In your answer, print each of the records below exactly.

------ Dataset extract ------

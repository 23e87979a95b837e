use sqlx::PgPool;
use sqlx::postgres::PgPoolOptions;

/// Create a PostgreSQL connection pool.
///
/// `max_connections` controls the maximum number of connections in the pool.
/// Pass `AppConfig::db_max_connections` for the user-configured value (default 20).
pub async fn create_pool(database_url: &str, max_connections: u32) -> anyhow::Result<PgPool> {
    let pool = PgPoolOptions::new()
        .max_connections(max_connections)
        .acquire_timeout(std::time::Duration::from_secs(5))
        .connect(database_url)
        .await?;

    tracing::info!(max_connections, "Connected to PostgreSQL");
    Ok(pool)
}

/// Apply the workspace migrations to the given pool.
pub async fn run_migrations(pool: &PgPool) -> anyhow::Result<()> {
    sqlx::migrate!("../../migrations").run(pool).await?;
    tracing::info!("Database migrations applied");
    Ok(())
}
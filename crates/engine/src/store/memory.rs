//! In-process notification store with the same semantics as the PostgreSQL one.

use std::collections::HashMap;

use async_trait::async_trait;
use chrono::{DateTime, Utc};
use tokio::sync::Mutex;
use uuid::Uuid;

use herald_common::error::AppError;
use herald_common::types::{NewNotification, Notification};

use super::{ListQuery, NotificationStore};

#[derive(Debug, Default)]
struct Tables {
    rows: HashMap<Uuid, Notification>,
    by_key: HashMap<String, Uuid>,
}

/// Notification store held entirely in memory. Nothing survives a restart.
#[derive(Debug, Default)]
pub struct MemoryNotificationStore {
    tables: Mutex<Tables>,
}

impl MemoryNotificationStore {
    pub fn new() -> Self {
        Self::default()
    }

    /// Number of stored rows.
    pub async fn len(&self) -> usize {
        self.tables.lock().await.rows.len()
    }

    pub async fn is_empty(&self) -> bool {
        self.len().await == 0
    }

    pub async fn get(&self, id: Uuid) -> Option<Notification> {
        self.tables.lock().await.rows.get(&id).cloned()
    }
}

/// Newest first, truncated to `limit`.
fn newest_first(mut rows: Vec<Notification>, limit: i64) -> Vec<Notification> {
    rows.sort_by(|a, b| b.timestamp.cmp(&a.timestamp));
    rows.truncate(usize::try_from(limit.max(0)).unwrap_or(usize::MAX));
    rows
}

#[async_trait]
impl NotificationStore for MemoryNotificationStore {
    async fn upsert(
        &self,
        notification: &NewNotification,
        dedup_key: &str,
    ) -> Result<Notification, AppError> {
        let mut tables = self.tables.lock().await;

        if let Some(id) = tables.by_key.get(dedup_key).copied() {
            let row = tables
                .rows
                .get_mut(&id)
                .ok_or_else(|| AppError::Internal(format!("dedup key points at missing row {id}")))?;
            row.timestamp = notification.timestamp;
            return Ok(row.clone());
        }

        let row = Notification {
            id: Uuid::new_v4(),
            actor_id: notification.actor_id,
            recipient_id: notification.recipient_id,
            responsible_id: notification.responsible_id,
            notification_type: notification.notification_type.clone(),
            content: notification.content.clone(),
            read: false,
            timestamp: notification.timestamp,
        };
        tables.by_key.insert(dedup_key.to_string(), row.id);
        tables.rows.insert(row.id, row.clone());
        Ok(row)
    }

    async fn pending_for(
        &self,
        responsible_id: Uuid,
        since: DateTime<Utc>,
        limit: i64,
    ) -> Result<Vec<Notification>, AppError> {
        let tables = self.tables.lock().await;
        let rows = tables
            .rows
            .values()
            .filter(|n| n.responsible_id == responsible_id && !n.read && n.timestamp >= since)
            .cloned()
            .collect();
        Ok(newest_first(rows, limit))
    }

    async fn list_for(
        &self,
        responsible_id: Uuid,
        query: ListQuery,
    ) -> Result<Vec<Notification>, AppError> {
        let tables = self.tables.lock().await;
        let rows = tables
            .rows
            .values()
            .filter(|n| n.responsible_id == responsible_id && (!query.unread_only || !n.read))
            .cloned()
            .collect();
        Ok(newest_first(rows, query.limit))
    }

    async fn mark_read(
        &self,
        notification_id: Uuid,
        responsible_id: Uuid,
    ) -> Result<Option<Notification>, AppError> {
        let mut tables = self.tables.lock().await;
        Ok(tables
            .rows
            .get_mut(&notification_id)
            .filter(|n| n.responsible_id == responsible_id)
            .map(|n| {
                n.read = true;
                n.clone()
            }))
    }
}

------

# Exercise output:
repository 23e87979a95b837e
use sqlx::PgPool;
use sqlx::postgres::PgPoolOptions;

/// Create a PostgreSQL connection pool.
///
/// `max_connections` controls the maximum number of connections in the pool.
/// Pass `AppConfig::db_max_connections` for the user-configured value (default 20).
pub async fn create_pool(database_url: &str, max_connections: u32) -> anyhow::Result<PgPool> {
    let pool = PgPoolOptions::new()
        .max_connections(max_connections)
        .acquire_timeout(std::time::Duration::from_secs(5))
        .connect(database_url)
        .await?;

    tracing::info!(max_connections, "Connected to PostgreSQL");
    Ok(pool)
}

/// Apply the workspace migrations to the given pool.
pub async fn run_migrations(pool: &PgPool) -> anyhow::Result<()> {
    sqlx::migrate!("../../migrations").run(pool).await?;
    tracing::info!("Database migrations applied");
    Ok(())
}
filename crates/engine/src/store/memory.rs
//! In-process notification store with the same semantics as the PostgreSQL one.

use std::collections::HashMap;

use async_trait::async_trait;
use chrono::{DateTime, Utc};
use tokio::sync::Mutex;
use uuid::Uuid;

use herald_common::error::AppError;
use herald_common::types::{NewNotification, Notification};

use super::{ListQuery, NotificationStore};

#[derive(Debug, Default)]
struct Tables {
    rows: HashMap<Uuid, Notification>,
    by_key: HashMap<String, Uuid>,
}

/// Notification store held entirely in memory. Nothing survives a restart.
#[derive(Debug, Default)]
pub struct MemoryNotificationStore {
    tables: Mutex<Tables>,
}

impl MemoryNotificationStore {
    pub fn new() -> Self {
        Self::default()
    }

    /// Number of stored rows.
    pub async fn len(&self) -> usize {
        self.tables.lock().await.rows.len()
    }

    pub async fn is_empty(&self) -> bool {
        self.len().await == 0
    }

    pub async fn get(&self, id: Uuid) -> Option<Notification> {
        self.tables.lock().await.rows.get(&id).cloned()
    }
}

/// Newest first, truncated to `limit`.
fn newest_first(mut rows: Vec<Notification>, limit: i64) -> Vec<Notification> {
    rows.sort_by(|a, b| b.timestamp.cmp(&a.timestamp));
    rows.truncate(usize::try_from(limit.max(0)).unwrap_or(usize::MAX));
    rows
}

#[async_trait]
impl NotificationStore for MemoryNotificationStore {
    async fn upsert(
        &self,
        notification: &NewNotification,
        dedup_key: &str,
    ) -> Result<Notification, AppError> {
        let mut tables = self.tables.lock().await;

        if let Some(id) = tables.by_key.get(dedup_key).copied() {
            let row = tables
                .rows
                .get_mut(&id)
                .ok_or_else(|| AppError::Internal(format!("dedup key points at missing row {id}")))?;
            row.timestamp = notification.timestamp;
            return Ok(row.clone());
        }

        let row = Notification {
            id: Uuid::new_v4(),
            actor_id: notification.actor_id,
            recipient_id: notification.recipient_id,
            responsible_id: notification.responsible_id,
            notification_type: notification.notification_type.clone(),
            content: notification.content.clone(),
            read: false,
            timestamp: notification.timestamp,
        };
        tables.by_key.insert(dedup_key.to_string(), row.id);
        tables.rows.insert(row.id, row.clone());
        Ok(row)
    }

    async fn pending_for(
        &self,
        responsible_id: Uuid,
        since: DateTime<Utc>,
        limit: i64,
    ) -> Result<Vec<Notification>, AppError> {
        let tables = self.tables.lock().await;
        let rows = tables
            .rows
            .values()
            .filter(|n| n.responsible_id == responsible_id && !n.read && n.timestamp >= since)
            .cloned()
            .collect();
        Ok(newest_first(rows, limit))
    }

    async fn list_for(
        &self,
        responsible_id: Uuid,
        query: ListQuery,
    ) -> Result<Vec<Notification>, AppError> {
        let tables = self.tables.lock().await;
        let rows = tables
            .rows
            .values()
            .filter(|n| n.responsible_id == responsible_id && (!query.unread_only || !n.read))
            .cloned()
            .collect();
        Ok(newest_first(rows, query.limit))
    }

    async fn mark_read(
        &self,
        notification_id: Uuid,
        responsible_id: Uuid,
    ) -> Result<Option<Notification>, AppError> {
        let mut tables = self.tables.lock().await;
        Ok(tables
            .rows
            .get_mut(&notification_id)
            .filter(|n| n.responsible_id == responsible_id)
            .map(|n| {
                n.read = true;
                n.clone()
            }))
    }
}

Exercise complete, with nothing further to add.